Optimum Land Use
Answered by: Richard Alan Miller
Question from: The Andruchows
Posted on: August 15, 1999

I am requesting your opinion as to what would be a good medicinal herb crop to plant on our unused land. We have approximately 2 acres that range from a higher dry sandy area to a very moist marshy area, with good soil in between. We have had hay planted which has florished (except for the sandier area) but wish to experiment and see if we are able to make a little on this extra bit of land. We have not used herbicides or pesticides nor have we fertilized this area. We are in zone 3. The sample taken for analysis from the sandier area reads as follows:

Nutrient Analysis (parts per million)

Sample depth: 0-6 inches.

Nitrate 8; phosphate 21; potassium 89; sulphates 4; calcium 1970; sodium 5; magnesium 175; iron 24; copper 0.14; zinc 2.0; boron 0.85; manganese 8.4; chloride 3.7. The pH is 7.3; and the E.C. (salinity) is 0.15. Organic matter is 2.9%.

Before I can respond, I must know where you are located. Your region and habitat dictates more than any other factors as to what crops might be considered. The region includes such variables as sunlight and length of daylight, while the habitat dictates rainfall and exposure. Give me this data and I will go to work for you. Does this field have irrigation?
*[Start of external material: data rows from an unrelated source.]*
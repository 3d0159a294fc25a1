use super::lanes::log_sum_exp_scalar;
use super::scoring::{gap_extend_after, gap_open_after, match_to_match, ScoringContext, LOG_FLOOR};
use super::types::{AlignmentMode, PairOutcome, PathOp, ViterbiResult};
use super::viterbi::{
    global_end, traceback, Endpoint, State, ViterbiMatrix, FROM_M, FROM_QI, FROM_START, FROM_TI,
    QI_EXTEND, TI_EXTEND,
};
use crate::alphabet::NAA;
use crate::error::SearchResult;
use crate::profile::Profile;
use std::f32::consts::LN_2;

fn subject_odds(ctx: &ScoringContext, subject: &Profile) -> Vec<[f32; NAA]> {
    subject
        .columns()
        .iter()
        .map(|c| ctx.subject_odds(c))
        .collect()
}

#[inline]
fn dot(q: &[f32; NAA], odds: &[f32; NAA]) -> f32 {
    let mut d = 0.0f32;
    for a in 0..NAA {
        d += q[a] * odds[a];
    }
    d
}

/// Single-pair Viterbi fill into `mat`; same recurrence as the lane kernel.
pub(crate) fn fill(
    ctx: &ScoringContext,
    query: &Profile,
    subject: &Profile,
    mat: &mut ViterbiMatrix,
) -> Endpoint {
    let lq = query.len();
    let lt = subject.len();
    let global = ctx.mode == AlignmentMode::Global;
    mat.prepare(lq + 1, lt + 1);
    let odds = subject_odds(ctx, subject);

    let mut m_prev = vec![LOG_FLOOR; lt + 1];
    let mut qi_prev = vec![LOG_FLOOR; lt + 1];
    let mut ti_prev = vec![LOG_FLOOR; lt + 1];
    let mut m_cur = vec![LOG_FLOOR; lt + 1];
    let mut qi_cur = vec![LOG_FLOOR; lt + 1];
    let mut ti_cur = vec![LOG_FLOOR; lt + 1];

    if global {
        m_prev[0] = 0.0;
        let open = gap_open_after(ctx, query, 0);
        let extend = gap_extend_after(ctx, query, 0);
        for j in 1..=lt {
            ti_prev[j] = (m_prev[j - 1] + open)
                .max(ti_prev[j - 1] + extend)
                .max(LOG_FLOOR);
        }
    }

    let mut best = LOG_FLOOR;
    let (mut best_i, mut best_j) = (0usize, 0usize);

    for i in 1..=lq {
        let q = &query.columns()[i - 1].freqs;
        let q_mm = match_to_match(query, i - 1);
        let t_open = gap_open_after(ctx, query, i);
        let t_ext = gap_extend_after(ctx, query, i);

        m_cur[0] = LOG_FLOOR;
        ti_cur[0] = LOG_FLOOR;
        qi_cur[0] = if global {
            (m_prev[0] + gap_open_after(ctx, subject, 0))
                .max(qi_prev[0] + gap_extend_after(ctx, subject, 0))
                .max(LOG_FLOOR)
        } else {
            LOG_FLOOR
        };

        for j in 1..=lt {
            let s = ctx.score_from_dot(dot(q, &odds[j - 1]));

            let mut pred = m_prev[j - 1] + q_mm + match_to_match(subject, j - 1);
            let mut cell = FROM_M;
            if qi_prev[j - 1] > pred {
                pred = qi_prev[j - 1];
                cell = FROM_QI;
            }
            if ti_prev[j - 1] > pred {
                pred = ti_prev[j - 1];
                cell = FROM_TI;
            }
            if !global && 0.0 > pred {
                pred = 0.0;
                cell = FROM_START;
            }
            let m = (s + pred).max(LOG_FLOOR);

            let qi_open = m_prev[j] + gap_open_after(ctx, subject, j);
            let qi_ext = qi_prev[j] + gap_extend_after(ctx, subject, j);
            if qi_ext > qi_open {
                cell |= QI_EXTEND;
            }
            let ti_open = m_cur[j - 1] + t_open;
            let ti_ext = ti_cur[j - 1] + t_ext;
            if ti_ext > ti_open {
                cell |= TI_EXTEND;
            }

            m_cur[j] = m;
            qi_cur[j] = qi_open.max(qi_ext).max(LOG_FLOOR);
            ti_cur[j] = ti_open.max(ti_ext).max(LOG_FLOOR);
            mat.set(i, j, cell);

            if !global && m > best {
                best = m;
                best_i = i;
                best_j = j;
            }
        }

        std::mem::swap(&mut m_prev, &mut m_cur);
        std::mem::swap(&mut qi_prev, &mut qi_cur);
        std::mem::swap(&mut ti_prev, &mut ti_cur);
    }

    if global {
        global_end(m_prev[lt], qi_prev[lt], ti_prev[lt], lq, lt)
    } else {
        Endpoint {
            score: best,
            i: best_i,
            j: best_j,
            state: State::M,
        }
    }
}

/// Unbatched Viterbi with its own matrix.
pub fn viterbi_scalar(
    ctx: &ScoringContext,
    query: &Profile,
    subject: &Profile,
) -> SearchResult<PairOutcome<ViterbiResult>> {
    query.validate()?;
    if let Err(e) = subject.validate() {
        return Ok(PairOutcome::Failed(e));
    }
    if ctx.too_short(query) || ctx.too_short(subject) {
        return Ok(PairOutcome::NoMatch);
    }
    let mut mat = ViterbiMatrix::default();
    let end = fill(ctx, query, subject, &mut mat);
    Ok(PairOutcome::Aligned(traceback(
        &mat,
        ctx.mode,
        end,
        query.len(),
        subject.len(),
    )))
}

/// Re-score a path under the Viterbi model (bits).
pub fn score_path(
    ctx: &ScoringContext,
    query: &Profile,
    subject: &Profile,
    result: &ViterbiResult,
) -> f32 {
    let mut prev = match ctx.mode {
        AlignmentMode::Global => Some(State::M),
        AlignmentMode::Local => None,
    };
    // 1-based count of consumed columns
    let mut i = result.query_range.start;
    let mut j = result.subject_range.start;
    let mut score = 0.0f32;
    for &(op, n) in &result.path.ops {
        for _ in 0..n {
            match op {
                PathOp::Match => {
                    if prev == Some(State::M) {
                        score += match_to_match(query, i) + match_to_match(subject, j);
                    }
                    i += 1;
                    j += 1;
                    score += ctx.column_score(&query.columns()[i - 1], &subject.columns()[j - 1]);
                    prev = Some(State::M);
                }
                PathOp::Ins => {
                    score += if prev == Some(State::Qi) {
                        gap_extend_after(ctx, subject, j)
                    } else {
                        gap_open_after(ctx, subject, j)
                    };
                    i += 1;
                    prev = Some(State::Qi);
                }
                PathOp::Del => {
                    score += if prev == Some(State::Ti) {
                        gap_extend_after(ctx, query, i)
                    } else {
                        gap_open_after(ctx, query, i)
                    };
                    j += 1;
                    prev = Some(State::Ti);
                }
            }
        }
    }
    score
}

/// Log partition function (nats) by a plain forward pass, no envelope.
pub fn log_partition_scalar(ctx: &ScoringContext, query: &Profile, subject: &Profile) -> f32 {
    let lq = query.len();
    let lt = subject.len();
    let global = ctx.mode == AlignmentMode::Global;
    let odds = subject_odds(ctx, subject);
    let nats = |bits: f32| bits * LN_2;

    let mut m_prev = vec![LOG_FLOOR; lt + 1];
    let mut qi_prev = vec![LOG_FLOOR; lt + 1];
    let mut ti_prev = vec![LOG_FLOOR; lt + 1];
    let mut m_cur = vec![LOG_FLOOR; lt + 1];
    let mut qi_cur = vec![LOG_FLOOR; lt + 1];
    let mut ti_cur = vec![LOG_FLOOR; lt + 1];
    let mut total = LOG_FLOOR;

    if global {
        m_prev[0] = 0.0;
        for j in 1..=lt {
            ti_prev[j] = log_sum_exp_scalar(
                m_prev[j - 1] + nats(gap_open_after(ctx, query, 0)),
                ti_prev[j - 1] + nats(gap_extend_after(ctx, query, 0)),
            );
        }
    }

    for i in 1..=lq {
        let q = &query.columns()[i - 1].freqs;
        m_cur[0] = LOG_FLOOR;
        ti_cur[0] = LOG_FLOOR;
        qi_cur[0] = if global {
            log_sum_exp_scalar(
                m_prev[0] + nats(gap_open_after(ctx, subject, 0)),
                qi_prev[0] + nats(gap_extend_after(ctx, subject, 0)),
            )
        } else {
            LOG_FLOOR
        };
        for j in 1..=lt {
            let s = nats(ctx.score_from_dot(dot(q, &odds[j - 1])));
            let diag = m_prev[j - 1]
                + nats(match_to_match(query, i - 1) + match_to_match(subject, j - 1));
            let mut pred = log_sum_exp_scalar(diag, qi_prev[j - 1]);
            pred = log_sum_exp_scalar(pred, ti_prev[j - 1]);
            if !global {
                pred = log_sum_exp_scalar(pred, 0.0);
            }
            m_cur[j] = (s + pred).max(LOG_FLOOR);
            qi_cur[j] = log_sum_exp_scalar(
                m_prev[j] + nats(gap_open_after(ctx, subject, j)),
                qi_prev[j] + nats(gap_extend_after(ctx, subject, j)),
            )
            .max(LOG_FLOOR);
            ti_cur[j] = log_sum_exp_scalar(
                m_cur[j - 1] + nats(gap_open_after(ctx, query, i)),
                ti_cur[j - 1] + nats(gap_extend_after(ctx, query, i)),
            )
            .max(LOG_FLOOR);
            if !global {
                total = log_sum_exp_scalar(total, m_cur[j]);
            }
        }
        std::mem::swap(&mut m_prev, &mut m_cur);
        std::mem::swap(&mut qi_prev, &mut qi_cur);
        std::mem::swap(&mut ti_prev, &mut ti_cur);
    }

    if global {
        let t = log_sum_exp_scalar(m_prev[lt], qi_prev[lt]);
        log_sum_exp_scalar(t, ti_prev[lt])
    } else {
        total
    }
}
Further, chemical analysis of the land is not as important for crop selection as to what noxious weeds currently grow on this field. Why? Soil analysis is only for a limited sampling, while the noxious weeds (and how the spread) tells me more about your A- and B-Horizons than any other studies.
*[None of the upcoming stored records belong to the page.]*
use super::scoring::{
    gap_extend_after, gap_open_after, match_to_match, ScoringContext, INV_LN2, LOG_FLOOR, MIN_ODDS,
};
use crate::alphabet::NAA;
use crate::profile::Profile;
use wide::f32x8;

/// One lane per bin: a group advances up to `LANES` subjects in lock-step.
pub const LANES: usize = 8;

/// Subject-side data of up to `LANES` bins, interleaved by column.
///
/// Column indices are 1-based; index 0 is the boundary column. Lanes without
/// a subject, and columns past a subject's length, carry `LOG_FLOOR` in `pad`.
pub(crate) struct LaneGroup {
    /// Subject length per lane; 0 for empty lanes.
    pub lens: [usize; LANES],
    /// Number of lanes holding a subject.
    pub active: usize,
    /// Longest subject in the group.
    pub max_len: usize,
    /// `odds[j * NAA + a]` = `t_j(a) / pb(a)` per lane.
    pub odds: Vec<f32x8>,
    /// Subject match-to-match bits after column `j`.
    pub mm: Vec<f32x8>,
    /// Cost of opening a query-residue gap after subject column `j`.
    pub open: Vec<f32x8>,
    /// Cost of extending that gap.
    pub extend: Vec<f32x8>,
    /// 0 for real cells, `LOG_FLOOR` for padding.
    pub pad: Vec<f32x8>,
}

impl LaneGroup {
    pub fn new(ctx: &ScoringContext, subjects: &[&Profile]) -> Self {
        debug_assert!(subjects.len() <= LANES);
        let mut lens = [0usize; LANES];
        for (slot, p) in lens.iter_mut().zip(subjects) {
            *slot = p.len();
        }
        let max_len = lens.iter().copied().max().unwrap_or(0);
        let cols = max_len + 1;

        let mut odds = vec![f32x8::splat(0.0); cols * NAA];
        let mut mm = vec![f32x8::splat(0.0); cols];
        let mut open = vec![f32x8::splat(ctx.gap_open); cols];
        let mut extend = vec![f32x8::splat(ctx.gap_extend); cols];
        let mut pad = vec![f32x8::splat(0.0); cols];

        for j in 0..cols {
            let mut lane_mm = [0.0f32; LANES];
            let mut lane_open = [ctx.gap_open; LANES];
            let mut lane_ext = [ctx.gap_extend; LANES];
            let mut lane_pad = [LOG_FLOOR; LANES];
            let mut lane_odds = [[0.0f32; LANES]; NAA];
            for (lane, p) in subjects.iter().enumerate() {
                if j > p.len() {
                    continue;
                }
                lane_pad[lane] = 0.0;
                lane_mm[lane] = match_to_match(p, j);
                lane_open[lane] = gap_open_after(ctx, p, j);
                lane_ext[lane] = gap_extend_after(ctx, p, j);
                if j > 0 {
                    let o = ctx.subject_odds(&p.columns()[j - 1]);
                    for a in 0..NAA {
                        lane_odds[a][lane] = o[a];
                    }
                }
            }
            mm[j] = f32x8::from(lane_mm);
            open[j] = f32x8::from(lane_open);
            extend[j] = f32x8::from(lane_ext);
            pad[j] = f32x8::from(lane_pad);
            for a in 0..NAA {
                odds[j * NAA + a] = f32x8::from(lane_odds[a]);
            }
        }
        // boundary column is valid only for real lanes
        let mut boundary = [LOG_FLOOR; LANES];
        for slot in boundary.iter_mut().take(subjects.len()) {
            *slot = 0.0;
        }
        pad[0] = f32x8::from(boundary);

        Self {
            lens,
            active: subjects.len(),
            max_len,
            odds,
            mm,
            open,
            extend,
            pad,
        }
    }

    /// Column scores (bits) of query column `q` against subject column `j`.
    #[inline]
    pub fn score(&self, q: &[f32x8; NAA], j: usize, shift: f32x8) -> f32x8 {
        let base = j * NAA;
        let mut dot = f32x8::splat(0.0);
        for a in 0..NAA {
            dot = dot + q[a] * self.odds[base + a];
        }
        dot.max(f32x8::splat(MIN_ODDS)).ln() * f32x8::splat(INV_LN2) + shift
    }
}

/// Broadcast one query column across all lanes.
#[inline]
pub(crate) fn splat_column(freqs: &[f32; NAA]) -> [f32x8; NAA] {
    let mut out = [f32x8::splat(0.0); NAA];
    for a in 0..NAA {
        out[a] = f32x8::splat(freqs[a]);
    }
    out
}

#[inline]
pub(crate) fn floor_clamp(v: f32x8) -> f32x8 {
    v.max(f32x8::splat(LOG_FLOOR))
}

/// `ln(exp(a) + exp(b))` per lane.
#[inline]
pub(crate) fn log_sum_exp(a: f32x8, b: f32x8) -> f32x8 {
    let hi = a.max(b);
    let lo = a.min(b);
    hi + (f32x8::splat(1.0) + (lo - hi).exp()).ln()
}

#[inline]
pub(crate) fn log_sum_exp_scalar(a: f32, b: f32) -> f32 {
    let (hi, lo) = if a >= b { (a, b) } else { (b, a) };
    hi + (1.0 + (lo - hi).exp()).ln()
}

#[inline]
pub(crate) fn lane(v: f32x8, b: usize) -> f32 {
    v.to_array()[b]
}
Often the infestation of weeds are what you might want to consider growing for that field. A noxious weed, by the way, is primarily defined as "what is poisonous to cattle." Tansy Ragwort, for example, is distilled for pyrethrums, a "toxic" insecticide used in many commercial blends. Mullein and Yarrow also grow extensively in Western Canada and have some limited markets.

Finally, it is prudent to also consider what you are currently growing because this suggests what farm machinery you already have available for use. It makes no sense to suggest a seed crop (like Dill) if you do not have a combine. I have made up a list of variable I use when selecting specific crops for a field when creating a Farm Plan (business plan).
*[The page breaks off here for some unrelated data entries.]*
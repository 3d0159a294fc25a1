pub mod lanes;
pub mod pool;
pub mod posterior;
pub mod scalar_ref;
pub mod scoring;
pub mod types;
pub mod viterbi;

pub use pool::{BinLease, MatrixPool};
pub use posterior::{Envelope, PosteriorEngine, PosteriorMatrix, PosteriorRequest};
pub use scoring::{ScoringContext, LOG_FLOOR, MIN_ODDS};
pub use types::{
    AlignmentMode, AlignmentPath, PairOutcome, PathOp, PosteriorResult, ViterbiResult,
};
pub use viterbi::{ViterbiEngine, ViterbiMatrix};

#[cfg(test)]
mod tests;
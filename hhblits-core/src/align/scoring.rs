use super::types::AlignmentMode;
use crate::alphabet::{BACKGROUND, NAA};
use crate::config::SearchConfig;
use crate::profile::{Profile, ProfileColumn};

/// Lower bound on the column odds ratio before taking the log.
pub const MIN_ODDS: f32 = 1.0e-4;

/// Finite stand-in for minus infinity. Adding penalties to it is absorbing in f32.
pub const LOG_FLOOR: f32 = -1.0e20;

pub(crate) const INV_LN2: f32 = std::f32::consts::LOG2_E;

/// Read-only scoring parameters shared by every worker of a search.
#[derive(Clone, Debug)]
pub struct ScoringContext {
    pub mode: AlignmentMode,
    /// Bits, <= 0.
    pub gap_open: f32,
    /// Bits, <= 0.
    pub gap_extend: f32,
    /// Added to every column score.
    pub shift: f32,
    pub min_len: usize,
    inv_background: [f32; NAA],
}

impl ScoringContext {
    pub fn new(mode: AlignmentMode, gap_open: f32, gap_extend: f32, shift: f32) -> Self {
        let mut inv_background = [0.0f32; NAA];
        for (inv, &bg) in inv_background.iter_mut().zip(BACKGROUND.iter()) {
            *inv = 1.0 / bg;
        }
        Self {
            mode,
            gap_open,
            gap_extend,
            shift,
            min_len: 1,
            inv_background,
        }
    }

    pub fn from_config(config: &SearchConfig) -> Self {
        let mut ctx = Self::new(
            config.mode,
            config.gap_open,
            config.gap_extend,
            config.score_shift,
        );
        ctx.min_len = config.min_profile_len.max(1);
        ctx
    }

    pub fn with_mode(mut self, mode: AlignmentMode) -> Self {
        self.mode = mode;
        self
    }

    /// `t(a) / pb(a)` for one subject column.
    #[inline]
    pub fn subject_odds(&self, col: &ProfileColumn) -> [f32; NAA] {
        let mut odds = [0.0f32; NAA];
        for a in 0..NAA {
            odds[a] = col.freqs[a] * self.inv_background[a];
        }
        odds
    }

    /// Log-odds score in bits from the dot product `sum q(a) t(a) / pb(a)`.
    #[inline]
    pub fn score_from_dot(&self, dot: f32) -> f32 {
        dot.max(MIN_ODDS).ln() * INV_LN2 + self.shift
    }

    pub fn column_score(&self, q: &ProfileColumn, t: &ProfileColumn) -> f32 {
        let odds = self.subject_odds(t);
        let dot: f32 = q.freqs.iter().zip(odds.iter()).map(|(a, b)| a * b).sum();
        self.score_from_dot(dot)
    }

    pub fn too_short(&self, profile: &Profile) -> bool {
        profile.len() < self.min_len
    }
}

// Transition helpers. Column indices are 1-based; index 0 stands for the
// boundary before the first column and carries neutral transitions.

/// Match-to-match transition leaving column `i`.
#[inline]
pub(crate) fn match_to_match(p: &Profile, i: usize) -> f32 {
    if i == 0 {
        0.0
    } else {
        p.transition(i - 1).match_to_match
    }
}

/// Cost of opening a gap in the other sequence right after column `i` of `p`.
#[inline]
pub(crate) fn gap_open_after(ctx: &ScoringContext, p: &Profile, i: usize) -> f32 {
    if i == 0 {
        ctx.gap_open
    } else {
        ctx.gap_open + p.transition(i - 1).match_to_insert
    }
}

#[inline]
pub(crate) fn gap_extend_after(ctx: &ScoringContext, p: &Profile, i: usize) -> f32 {
    if i == 0 {
        ctx.gap_extend
    } else {
        ctx.gap_extend + p.transition(i - 1).insert_to_insert
    }
}

/// Per-row query terms, shared by every subject of a batch.
pub(crate) struct QueryRows {
    /// `match_to_match(query, i)` for i in 0..=len.
    pub mm: Vec<f32>,
    /// Gap open/extend for subject columns placed after query column i.
    pub open: Vec<f32>,
    pub extend: Vec<f32>,
}

impl QueryRows {
    pub fn new(ctx: &ScoringContext, query: &Profile) -> Self {
        let n = query.len();
        Self {
            mm: (0..=n).map(|i| match_to_match(query, i)).collect(),
            open: (0..=n).map(|i| gap_open_after(ctx, query, i)).collect(),
            extend: (0..=n).map(|i| gap_extend_after(ctx, query, i)).collect(),
        }
    }
}

#[cfg(test)]
mod tests {
    use super::*;

    #[test]
    fn identical_columns_score_positive() {
        let ctx = ScoringContext::new(AlignmentMode::Local, -3.0, -1.0, 0.0);
        let y = ProfileColumn::one_hot(18);
        let a = ProfileColumn::one_hot(0);
        assert!(ctx.column_score(&y, &y) > 4.0);
        assert!(ctx.column_score(&y, &a) < -10.0);
    }

    #[test]
    fn background_columns_score_near_zero() {
        let ctx = ScoringContext::new(AlignmentMode::Local, -3.0, -1.0, 0.0);
        let bg = ProfileColumn::background();
        let s = ctx.column_score(&bg, &bg);
        // sum pb(a)^2 / pb(a) == 1
        assert!(s.abs() < 1e-3, "{s}");
    }

    #[test]
    fn shift_is_additive() {
        let base = ScoringContext::new(AlignmentMode::Local, -3.0, -1.0, 0.0);
        let shifted = ScoringContext::new(AlignmentMode::Local, -3.0, -1.0, -0.5);
        let c = ProfileColumn::one_hot(4);
        let d = base.column_score(&c, &c) - shifted.column_score(&c, &c);
        assert!((d - 0.5).abs() < 1e-5);
    }

    #[test]
    fn boundary_transitions_are_neutral() {
        let ctx = ScoringContext::new(AlignmentMode::Global, -3.0, -1.0, 0.0);
        let rows: Vec<&[u8]> = vec![b"ACD", b"AcCD"];
        let p = Profile::from_a3m_rows("p", &rows).unwrap();
        assert_eq!(match_to_match(&p, 0), 0.0);
        assert_eq!(gap_open_after(&ctx, &p, 0), -3.0);
        assert!(gap_open_after(&ctx, &p, 1) < -3.0);
        let q = QueryRows::new(&ctx, &p);
        assert_eq!(q.mm.len(), 4);
    }
}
Farm Plans include nine technical crop reports and additional information on several other crop alternatives. The report includes timetables, spirochetes with anticipated costs, incomes, volumes, markets, seed sources, expansion programs, projected gross receipts, etc. Recommendations and cottage industry suggestions will be based on current or future market trends, and your resources.

When you order a farm plan, we need to know the following:

* (1) List of capital equipment

* (2) What equipment is in the neighborhood which might be leased

* (3) Detailed soil descriptions of the land in question for use from SCS

* (4) Crop and spray history of the soils in question

* (5) How much money do you have to begin this venture

* (6) What grows well in your garden

* (7) Goals and direction

* (8) A video of your farm and resources (or photographs)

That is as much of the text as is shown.